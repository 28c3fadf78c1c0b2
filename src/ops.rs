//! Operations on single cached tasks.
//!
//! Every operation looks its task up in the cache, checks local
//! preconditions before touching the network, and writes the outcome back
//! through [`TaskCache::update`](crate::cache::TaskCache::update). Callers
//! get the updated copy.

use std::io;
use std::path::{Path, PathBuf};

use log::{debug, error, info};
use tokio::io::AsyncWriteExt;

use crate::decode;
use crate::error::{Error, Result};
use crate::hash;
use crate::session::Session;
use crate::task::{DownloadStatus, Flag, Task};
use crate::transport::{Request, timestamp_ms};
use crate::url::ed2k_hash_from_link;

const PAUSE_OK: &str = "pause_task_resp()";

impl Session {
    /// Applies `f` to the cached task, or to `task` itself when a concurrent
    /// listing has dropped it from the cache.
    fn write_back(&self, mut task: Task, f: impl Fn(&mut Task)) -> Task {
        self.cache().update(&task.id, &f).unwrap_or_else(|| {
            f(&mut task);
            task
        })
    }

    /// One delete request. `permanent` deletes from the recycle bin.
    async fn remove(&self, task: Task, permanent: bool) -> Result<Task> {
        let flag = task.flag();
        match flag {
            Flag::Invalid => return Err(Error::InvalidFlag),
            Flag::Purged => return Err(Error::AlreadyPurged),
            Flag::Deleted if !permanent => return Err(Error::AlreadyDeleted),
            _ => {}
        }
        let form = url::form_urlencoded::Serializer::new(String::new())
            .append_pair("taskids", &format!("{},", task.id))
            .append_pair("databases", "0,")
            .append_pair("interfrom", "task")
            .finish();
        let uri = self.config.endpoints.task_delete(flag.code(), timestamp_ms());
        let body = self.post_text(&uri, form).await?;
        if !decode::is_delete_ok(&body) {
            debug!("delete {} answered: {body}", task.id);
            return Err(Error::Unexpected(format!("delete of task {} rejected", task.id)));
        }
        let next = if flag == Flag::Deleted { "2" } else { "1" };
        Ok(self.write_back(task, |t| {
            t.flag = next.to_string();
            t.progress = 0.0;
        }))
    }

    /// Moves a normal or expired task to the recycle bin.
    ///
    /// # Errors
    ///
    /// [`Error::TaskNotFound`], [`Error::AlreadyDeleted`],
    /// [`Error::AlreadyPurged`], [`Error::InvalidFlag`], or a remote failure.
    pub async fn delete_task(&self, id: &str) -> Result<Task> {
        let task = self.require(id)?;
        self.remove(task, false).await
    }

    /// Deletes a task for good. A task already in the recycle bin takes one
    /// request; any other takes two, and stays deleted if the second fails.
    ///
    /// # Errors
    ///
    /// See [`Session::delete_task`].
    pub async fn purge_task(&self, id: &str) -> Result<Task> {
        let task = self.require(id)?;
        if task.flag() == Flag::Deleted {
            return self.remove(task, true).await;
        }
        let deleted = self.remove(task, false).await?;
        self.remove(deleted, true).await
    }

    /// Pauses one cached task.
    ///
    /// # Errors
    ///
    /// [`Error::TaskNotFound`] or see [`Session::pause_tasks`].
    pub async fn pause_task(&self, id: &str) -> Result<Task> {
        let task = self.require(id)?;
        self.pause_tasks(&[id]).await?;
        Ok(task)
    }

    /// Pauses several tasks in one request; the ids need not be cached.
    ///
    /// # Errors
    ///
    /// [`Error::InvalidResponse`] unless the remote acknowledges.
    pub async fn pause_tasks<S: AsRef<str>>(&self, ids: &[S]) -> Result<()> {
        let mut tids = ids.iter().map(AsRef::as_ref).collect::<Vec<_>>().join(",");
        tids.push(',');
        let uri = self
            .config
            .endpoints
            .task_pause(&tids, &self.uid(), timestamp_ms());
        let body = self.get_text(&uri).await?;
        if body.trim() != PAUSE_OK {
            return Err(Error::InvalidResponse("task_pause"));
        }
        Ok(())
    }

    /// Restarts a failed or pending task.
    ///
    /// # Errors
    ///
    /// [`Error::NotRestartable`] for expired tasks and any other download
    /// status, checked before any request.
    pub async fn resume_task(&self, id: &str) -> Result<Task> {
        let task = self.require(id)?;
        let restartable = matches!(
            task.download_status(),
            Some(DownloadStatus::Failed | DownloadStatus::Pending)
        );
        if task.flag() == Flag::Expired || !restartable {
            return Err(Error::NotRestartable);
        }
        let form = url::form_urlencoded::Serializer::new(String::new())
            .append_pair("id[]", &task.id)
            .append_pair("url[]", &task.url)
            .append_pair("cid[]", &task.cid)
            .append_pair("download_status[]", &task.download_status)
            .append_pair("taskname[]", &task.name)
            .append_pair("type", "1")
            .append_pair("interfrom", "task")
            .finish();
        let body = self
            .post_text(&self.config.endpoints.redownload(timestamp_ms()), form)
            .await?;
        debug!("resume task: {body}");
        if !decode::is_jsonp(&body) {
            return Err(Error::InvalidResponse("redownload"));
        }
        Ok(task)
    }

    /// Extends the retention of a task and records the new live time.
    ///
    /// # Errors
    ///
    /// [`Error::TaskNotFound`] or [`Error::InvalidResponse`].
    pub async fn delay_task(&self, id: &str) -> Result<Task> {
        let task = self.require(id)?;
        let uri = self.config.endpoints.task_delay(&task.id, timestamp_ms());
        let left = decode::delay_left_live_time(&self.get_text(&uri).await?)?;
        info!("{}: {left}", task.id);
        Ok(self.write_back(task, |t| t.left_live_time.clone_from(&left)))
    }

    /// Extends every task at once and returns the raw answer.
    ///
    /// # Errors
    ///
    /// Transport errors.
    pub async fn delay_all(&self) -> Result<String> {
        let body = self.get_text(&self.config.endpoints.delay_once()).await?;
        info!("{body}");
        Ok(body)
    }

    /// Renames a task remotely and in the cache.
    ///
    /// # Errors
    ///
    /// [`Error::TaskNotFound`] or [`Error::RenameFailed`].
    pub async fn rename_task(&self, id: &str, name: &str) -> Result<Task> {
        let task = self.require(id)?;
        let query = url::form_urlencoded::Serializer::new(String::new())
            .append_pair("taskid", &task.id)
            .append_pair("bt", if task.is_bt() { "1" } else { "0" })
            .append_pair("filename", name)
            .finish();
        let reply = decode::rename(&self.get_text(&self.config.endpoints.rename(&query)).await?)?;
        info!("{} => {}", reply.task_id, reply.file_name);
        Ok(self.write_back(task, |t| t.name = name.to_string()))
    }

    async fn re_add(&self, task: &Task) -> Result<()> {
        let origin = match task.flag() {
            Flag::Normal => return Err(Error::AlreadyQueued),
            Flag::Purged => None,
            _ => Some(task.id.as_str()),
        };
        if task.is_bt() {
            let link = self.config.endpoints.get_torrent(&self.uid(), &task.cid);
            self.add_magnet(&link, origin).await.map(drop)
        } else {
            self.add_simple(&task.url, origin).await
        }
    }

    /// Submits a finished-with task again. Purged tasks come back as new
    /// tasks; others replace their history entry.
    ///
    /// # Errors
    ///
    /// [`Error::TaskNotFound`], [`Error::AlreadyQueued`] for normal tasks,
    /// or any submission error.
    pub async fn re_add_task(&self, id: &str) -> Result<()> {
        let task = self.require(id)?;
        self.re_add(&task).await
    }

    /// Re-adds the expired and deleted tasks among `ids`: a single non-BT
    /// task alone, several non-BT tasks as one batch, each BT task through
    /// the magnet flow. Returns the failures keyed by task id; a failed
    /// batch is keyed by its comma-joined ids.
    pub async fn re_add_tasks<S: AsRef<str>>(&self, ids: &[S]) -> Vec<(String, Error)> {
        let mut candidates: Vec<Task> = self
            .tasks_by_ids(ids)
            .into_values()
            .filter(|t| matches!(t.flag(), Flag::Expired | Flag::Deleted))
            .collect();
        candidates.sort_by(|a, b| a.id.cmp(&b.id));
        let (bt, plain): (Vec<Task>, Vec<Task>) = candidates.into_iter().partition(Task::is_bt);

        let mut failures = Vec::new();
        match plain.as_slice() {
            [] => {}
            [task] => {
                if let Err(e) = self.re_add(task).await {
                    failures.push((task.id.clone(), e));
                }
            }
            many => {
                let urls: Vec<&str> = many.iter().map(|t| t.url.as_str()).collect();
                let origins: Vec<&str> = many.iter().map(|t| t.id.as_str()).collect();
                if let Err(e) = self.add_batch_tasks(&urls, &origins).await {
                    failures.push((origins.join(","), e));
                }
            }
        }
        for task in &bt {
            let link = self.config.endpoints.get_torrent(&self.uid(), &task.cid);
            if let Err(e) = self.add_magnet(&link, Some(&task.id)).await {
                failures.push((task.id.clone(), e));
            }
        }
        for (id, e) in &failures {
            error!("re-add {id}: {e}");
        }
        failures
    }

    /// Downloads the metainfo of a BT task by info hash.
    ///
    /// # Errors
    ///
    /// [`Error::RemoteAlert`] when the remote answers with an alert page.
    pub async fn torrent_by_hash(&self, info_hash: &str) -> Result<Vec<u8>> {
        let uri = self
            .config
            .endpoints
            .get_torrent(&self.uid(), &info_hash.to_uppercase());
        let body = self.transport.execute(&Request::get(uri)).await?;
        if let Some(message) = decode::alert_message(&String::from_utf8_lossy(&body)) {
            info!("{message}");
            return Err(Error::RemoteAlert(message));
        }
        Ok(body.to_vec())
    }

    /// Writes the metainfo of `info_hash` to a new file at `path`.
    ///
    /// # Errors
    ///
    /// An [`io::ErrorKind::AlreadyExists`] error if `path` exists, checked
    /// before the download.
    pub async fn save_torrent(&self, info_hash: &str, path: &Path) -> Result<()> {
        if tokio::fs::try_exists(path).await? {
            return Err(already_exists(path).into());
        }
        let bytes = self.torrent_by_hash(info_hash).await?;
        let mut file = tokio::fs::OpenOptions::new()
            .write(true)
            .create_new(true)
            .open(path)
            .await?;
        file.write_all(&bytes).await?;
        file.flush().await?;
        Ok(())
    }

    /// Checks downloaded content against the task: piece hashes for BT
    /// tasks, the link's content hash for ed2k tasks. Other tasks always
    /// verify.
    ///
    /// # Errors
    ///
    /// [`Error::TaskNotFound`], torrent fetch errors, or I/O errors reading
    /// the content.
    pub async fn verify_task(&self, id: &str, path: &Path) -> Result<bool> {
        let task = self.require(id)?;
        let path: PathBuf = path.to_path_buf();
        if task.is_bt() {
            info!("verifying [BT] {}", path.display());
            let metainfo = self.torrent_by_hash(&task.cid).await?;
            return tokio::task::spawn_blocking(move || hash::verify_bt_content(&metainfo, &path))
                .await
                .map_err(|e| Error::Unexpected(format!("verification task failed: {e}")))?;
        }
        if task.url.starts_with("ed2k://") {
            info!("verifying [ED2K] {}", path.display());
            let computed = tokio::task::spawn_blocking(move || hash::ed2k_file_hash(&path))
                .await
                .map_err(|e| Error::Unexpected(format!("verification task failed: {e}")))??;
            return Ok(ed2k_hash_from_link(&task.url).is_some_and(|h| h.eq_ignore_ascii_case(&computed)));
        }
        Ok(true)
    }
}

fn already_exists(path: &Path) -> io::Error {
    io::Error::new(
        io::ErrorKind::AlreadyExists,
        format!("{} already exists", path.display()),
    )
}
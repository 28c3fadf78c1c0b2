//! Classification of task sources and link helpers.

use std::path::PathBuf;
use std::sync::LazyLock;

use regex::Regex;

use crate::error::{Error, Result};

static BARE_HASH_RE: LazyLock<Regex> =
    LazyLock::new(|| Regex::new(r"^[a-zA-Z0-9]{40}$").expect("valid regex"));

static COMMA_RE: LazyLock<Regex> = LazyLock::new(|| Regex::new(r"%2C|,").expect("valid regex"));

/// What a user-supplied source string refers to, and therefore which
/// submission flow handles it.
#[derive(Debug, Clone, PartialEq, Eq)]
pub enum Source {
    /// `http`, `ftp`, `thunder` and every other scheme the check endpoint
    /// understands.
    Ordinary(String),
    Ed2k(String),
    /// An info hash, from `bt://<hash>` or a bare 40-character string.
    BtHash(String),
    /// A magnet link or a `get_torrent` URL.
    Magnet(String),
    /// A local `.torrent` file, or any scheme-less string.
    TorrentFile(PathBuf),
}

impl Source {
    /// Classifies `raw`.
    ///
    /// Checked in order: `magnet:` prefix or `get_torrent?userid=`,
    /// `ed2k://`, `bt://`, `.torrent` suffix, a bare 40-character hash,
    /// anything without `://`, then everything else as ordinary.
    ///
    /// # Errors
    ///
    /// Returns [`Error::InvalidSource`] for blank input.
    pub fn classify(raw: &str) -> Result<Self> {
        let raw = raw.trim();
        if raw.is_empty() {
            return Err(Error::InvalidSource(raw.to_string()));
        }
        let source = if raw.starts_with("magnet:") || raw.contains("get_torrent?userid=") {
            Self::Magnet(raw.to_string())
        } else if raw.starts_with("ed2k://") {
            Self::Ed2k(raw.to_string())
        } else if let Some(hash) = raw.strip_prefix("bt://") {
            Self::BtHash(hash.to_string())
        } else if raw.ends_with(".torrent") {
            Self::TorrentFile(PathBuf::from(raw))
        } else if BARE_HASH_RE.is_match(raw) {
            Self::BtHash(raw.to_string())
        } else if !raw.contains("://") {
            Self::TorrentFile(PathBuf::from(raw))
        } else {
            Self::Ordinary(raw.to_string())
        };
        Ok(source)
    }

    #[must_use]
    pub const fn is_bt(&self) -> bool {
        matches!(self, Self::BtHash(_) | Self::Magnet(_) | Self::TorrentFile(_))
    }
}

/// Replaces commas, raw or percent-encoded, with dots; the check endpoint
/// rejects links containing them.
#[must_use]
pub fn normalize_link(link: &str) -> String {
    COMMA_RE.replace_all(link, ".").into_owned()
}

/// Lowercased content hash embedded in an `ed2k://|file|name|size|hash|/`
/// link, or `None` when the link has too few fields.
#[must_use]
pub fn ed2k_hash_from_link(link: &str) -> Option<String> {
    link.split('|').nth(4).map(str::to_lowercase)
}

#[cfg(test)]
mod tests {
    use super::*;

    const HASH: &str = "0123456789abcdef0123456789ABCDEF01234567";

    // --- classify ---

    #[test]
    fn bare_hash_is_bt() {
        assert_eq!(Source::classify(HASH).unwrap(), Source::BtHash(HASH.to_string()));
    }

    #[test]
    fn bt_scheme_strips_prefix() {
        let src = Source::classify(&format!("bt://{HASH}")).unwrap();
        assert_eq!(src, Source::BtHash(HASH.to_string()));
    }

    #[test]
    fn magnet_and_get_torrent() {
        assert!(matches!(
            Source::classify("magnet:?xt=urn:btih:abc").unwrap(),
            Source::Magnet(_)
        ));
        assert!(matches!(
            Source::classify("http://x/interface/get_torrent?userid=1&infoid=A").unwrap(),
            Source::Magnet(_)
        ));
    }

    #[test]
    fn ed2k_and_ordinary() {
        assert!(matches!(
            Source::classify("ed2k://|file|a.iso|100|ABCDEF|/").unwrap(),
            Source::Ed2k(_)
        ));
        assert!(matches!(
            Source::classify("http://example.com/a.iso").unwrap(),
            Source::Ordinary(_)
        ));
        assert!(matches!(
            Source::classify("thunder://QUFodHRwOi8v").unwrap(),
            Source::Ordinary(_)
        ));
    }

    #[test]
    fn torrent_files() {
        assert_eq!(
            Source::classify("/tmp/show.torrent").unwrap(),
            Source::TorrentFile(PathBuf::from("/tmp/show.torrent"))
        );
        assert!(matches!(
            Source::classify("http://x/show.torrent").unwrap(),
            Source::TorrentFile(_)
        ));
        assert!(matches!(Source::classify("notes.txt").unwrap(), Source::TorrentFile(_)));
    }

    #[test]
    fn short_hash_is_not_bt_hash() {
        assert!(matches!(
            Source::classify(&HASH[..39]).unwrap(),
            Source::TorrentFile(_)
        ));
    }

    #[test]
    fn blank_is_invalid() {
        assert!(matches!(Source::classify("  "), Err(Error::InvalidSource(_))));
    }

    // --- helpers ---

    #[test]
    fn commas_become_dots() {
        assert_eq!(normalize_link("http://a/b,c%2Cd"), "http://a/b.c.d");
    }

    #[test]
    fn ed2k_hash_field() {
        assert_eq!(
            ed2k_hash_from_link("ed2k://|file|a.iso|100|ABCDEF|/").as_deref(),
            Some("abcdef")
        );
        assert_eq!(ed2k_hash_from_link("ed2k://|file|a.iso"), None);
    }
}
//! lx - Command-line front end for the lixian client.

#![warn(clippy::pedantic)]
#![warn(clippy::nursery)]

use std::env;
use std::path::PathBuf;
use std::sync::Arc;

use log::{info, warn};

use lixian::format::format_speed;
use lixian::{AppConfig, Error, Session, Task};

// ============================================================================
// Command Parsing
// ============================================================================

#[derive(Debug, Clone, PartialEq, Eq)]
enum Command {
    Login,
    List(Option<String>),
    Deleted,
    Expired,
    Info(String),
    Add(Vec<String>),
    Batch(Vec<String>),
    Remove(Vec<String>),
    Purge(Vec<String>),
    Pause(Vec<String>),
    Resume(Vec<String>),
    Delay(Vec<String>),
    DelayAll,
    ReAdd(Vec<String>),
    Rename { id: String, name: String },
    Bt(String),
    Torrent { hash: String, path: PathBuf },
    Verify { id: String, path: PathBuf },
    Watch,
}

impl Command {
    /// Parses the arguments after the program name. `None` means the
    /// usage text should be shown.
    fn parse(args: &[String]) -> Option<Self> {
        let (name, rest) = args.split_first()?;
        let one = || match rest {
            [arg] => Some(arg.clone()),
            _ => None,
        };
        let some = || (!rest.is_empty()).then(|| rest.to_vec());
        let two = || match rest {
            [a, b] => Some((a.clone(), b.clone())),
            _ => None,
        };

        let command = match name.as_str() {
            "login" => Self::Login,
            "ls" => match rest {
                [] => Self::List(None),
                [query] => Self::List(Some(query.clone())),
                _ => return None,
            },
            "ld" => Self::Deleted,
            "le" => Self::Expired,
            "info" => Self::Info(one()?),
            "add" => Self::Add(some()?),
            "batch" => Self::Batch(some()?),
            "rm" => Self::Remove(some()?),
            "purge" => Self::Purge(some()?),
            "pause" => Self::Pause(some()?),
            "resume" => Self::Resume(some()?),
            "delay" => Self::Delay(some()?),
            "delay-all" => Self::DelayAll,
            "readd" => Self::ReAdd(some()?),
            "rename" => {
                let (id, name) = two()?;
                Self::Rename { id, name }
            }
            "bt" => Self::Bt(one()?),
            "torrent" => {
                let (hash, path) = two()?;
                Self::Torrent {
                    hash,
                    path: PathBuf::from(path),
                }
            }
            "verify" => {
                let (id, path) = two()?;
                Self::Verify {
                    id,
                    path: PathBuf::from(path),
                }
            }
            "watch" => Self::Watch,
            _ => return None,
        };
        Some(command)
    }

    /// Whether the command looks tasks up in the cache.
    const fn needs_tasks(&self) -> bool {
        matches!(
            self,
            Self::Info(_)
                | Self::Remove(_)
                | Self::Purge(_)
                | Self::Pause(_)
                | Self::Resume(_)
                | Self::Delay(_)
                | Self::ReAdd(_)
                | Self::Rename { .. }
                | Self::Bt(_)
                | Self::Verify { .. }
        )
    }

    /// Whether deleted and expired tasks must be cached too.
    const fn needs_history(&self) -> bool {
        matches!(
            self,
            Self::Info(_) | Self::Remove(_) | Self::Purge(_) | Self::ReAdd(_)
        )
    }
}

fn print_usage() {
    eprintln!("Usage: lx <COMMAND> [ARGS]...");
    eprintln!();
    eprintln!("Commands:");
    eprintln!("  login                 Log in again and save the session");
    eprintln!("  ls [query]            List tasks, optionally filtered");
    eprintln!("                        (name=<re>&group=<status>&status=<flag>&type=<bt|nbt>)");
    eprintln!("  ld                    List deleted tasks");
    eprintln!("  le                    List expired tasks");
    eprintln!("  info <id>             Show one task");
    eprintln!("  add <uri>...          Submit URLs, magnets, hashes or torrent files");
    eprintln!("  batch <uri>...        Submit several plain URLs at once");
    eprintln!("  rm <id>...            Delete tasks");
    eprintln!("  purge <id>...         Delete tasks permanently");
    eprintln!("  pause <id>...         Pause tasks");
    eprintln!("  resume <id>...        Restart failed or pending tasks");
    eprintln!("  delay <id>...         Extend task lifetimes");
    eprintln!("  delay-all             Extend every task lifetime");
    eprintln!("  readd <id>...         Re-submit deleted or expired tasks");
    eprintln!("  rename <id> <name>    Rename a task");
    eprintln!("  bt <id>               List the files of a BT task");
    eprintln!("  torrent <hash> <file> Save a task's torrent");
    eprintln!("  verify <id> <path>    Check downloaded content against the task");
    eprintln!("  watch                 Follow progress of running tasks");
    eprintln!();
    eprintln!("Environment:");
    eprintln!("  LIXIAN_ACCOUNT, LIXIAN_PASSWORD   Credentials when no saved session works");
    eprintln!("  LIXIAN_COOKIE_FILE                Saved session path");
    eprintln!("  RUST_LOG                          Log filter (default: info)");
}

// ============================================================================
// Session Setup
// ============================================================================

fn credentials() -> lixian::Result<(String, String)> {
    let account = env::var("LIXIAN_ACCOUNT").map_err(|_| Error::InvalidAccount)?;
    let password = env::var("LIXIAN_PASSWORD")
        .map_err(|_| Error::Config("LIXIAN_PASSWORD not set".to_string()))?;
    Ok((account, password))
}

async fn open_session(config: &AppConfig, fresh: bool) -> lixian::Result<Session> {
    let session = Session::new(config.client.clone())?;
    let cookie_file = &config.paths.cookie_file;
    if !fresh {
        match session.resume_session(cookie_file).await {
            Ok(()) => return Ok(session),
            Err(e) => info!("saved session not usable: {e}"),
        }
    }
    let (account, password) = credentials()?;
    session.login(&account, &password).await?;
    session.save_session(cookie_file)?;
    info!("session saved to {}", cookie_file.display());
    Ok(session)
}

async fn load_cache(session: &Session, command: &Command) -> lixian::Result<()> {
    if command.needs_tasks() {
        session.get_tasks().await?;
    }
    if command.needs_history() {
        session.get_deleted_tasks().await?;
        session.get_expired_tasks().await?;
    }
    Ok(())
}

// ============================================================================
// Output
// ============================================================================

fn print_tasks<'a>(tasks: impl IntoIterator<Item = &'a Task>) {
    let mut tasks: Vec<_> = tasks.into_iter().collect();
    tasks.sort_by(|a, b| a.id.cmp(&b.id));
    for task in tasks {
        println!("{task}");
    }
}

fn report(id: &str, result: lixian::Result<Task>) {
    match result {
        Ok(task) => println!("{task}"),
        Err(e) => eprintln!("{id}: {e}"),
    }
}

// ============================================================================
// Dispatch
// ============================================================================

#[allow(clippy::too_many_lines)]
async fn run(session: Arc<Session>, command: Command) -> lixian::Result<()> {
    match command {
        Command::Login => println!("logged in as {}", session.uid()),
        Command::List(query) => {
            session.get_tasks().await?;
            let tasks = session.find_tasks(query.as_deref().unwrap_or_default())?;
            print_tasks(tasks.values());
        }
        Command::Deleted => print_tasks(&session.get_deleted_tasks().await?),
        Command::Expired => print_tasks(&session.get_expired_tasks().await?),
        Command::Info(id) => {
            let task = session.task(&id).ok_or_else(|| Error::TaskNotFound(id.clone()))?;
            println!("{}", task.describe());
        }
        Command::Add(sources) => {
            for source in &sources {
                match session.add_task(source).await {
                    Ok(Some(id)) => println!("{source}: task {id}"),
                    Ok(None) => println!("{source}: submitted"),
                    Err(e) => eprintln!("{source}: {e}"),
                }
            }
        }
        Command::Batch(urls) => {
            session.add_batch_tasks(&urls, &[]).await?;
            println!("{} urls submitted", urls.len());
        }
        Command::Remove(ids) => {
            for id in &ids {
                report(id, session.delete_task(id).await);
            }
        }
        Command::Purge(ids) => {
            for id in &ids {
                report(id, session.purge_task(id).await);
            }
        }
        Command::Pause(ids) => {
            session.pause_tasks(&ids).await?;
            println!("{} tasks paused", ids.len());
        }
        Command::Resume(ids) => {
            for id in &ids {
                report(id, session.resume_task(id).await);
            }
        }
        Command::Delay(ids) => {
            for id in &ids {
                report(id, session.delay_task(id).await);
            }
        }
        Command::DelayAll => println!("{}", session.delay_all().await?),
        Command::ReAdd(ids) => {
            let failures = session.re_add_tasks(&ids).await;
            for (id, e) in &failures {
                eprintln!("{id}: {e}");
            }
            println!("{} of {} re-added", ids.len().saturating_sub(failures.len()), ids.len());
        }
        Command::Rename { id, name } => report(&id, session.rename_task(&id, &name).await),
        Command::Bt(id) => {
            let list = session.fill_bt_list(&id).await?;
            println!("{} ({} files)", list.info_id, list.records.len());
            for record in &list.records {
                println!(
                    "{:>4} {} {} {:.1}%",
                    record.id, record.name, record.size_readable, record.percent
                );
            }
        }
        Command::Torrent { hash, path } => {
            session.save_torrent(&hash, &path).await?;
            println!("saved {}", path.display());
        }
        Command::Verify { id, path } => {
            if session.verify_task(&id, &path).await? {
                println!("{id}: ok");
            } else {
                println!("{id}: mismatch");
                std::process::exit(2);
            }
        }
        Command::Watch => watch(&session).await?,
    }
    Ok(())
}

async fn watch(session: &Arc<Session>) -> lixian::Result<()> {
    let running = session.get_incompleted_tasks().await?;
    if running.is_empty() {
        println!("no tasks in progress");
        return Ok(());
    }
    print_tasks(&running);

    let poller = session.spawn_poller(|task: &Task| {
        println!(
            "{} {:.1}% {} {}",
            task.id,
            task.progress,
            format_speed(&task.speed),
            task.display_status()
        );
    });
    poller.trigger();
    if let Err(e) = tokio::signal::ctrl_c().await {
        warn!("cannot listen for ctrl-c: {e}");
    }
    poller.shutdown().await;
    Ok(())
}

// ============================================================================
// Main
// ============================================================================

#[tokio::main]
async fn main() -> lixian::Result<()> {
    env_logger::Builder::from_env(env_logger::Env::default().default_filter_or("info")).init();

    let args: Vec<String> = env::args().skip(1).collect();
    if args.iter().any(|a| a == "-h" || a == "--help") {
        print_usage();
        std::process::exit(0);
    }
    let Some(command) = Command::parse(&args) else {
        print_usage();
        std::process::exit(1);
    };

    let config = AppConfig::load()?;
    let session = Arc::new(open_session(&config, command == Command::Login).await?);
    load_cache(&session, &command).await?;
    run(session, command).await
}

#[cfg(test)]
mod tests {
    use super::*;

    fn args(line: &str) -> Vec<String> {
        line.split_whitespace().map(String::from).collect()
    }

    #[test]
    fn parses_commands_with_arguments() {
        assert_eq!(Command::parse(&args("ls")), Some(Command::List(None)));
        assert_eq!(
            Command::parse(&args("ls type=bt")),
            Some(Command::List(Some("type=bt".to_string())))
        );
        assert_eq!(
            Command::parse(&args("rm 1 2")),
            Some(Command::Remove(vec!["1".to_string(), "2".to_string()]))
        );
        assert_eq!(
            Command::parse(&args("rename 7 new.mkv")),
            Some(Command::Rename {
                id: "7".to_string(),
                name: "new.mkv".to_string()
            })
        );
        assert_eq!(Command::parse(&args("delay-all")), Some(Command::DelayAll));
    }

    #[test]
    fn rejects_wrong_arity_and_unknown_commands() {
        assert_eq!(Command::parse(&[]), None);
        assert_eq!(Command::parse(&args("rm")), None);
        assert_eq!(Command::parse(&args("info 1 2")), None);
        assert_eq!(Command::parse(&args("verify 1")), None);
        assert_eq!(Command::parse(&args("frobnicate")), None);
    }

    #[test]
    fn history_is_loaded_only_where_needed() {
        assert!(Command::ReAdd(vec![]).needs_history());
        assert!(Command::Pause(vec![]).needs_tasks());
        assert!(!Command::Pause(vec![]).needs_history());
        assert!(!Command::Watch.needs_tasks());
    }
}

(Problem requirements)
A single number is the answer: how many lines of the entries above contain "through"?

(Response to the task)
2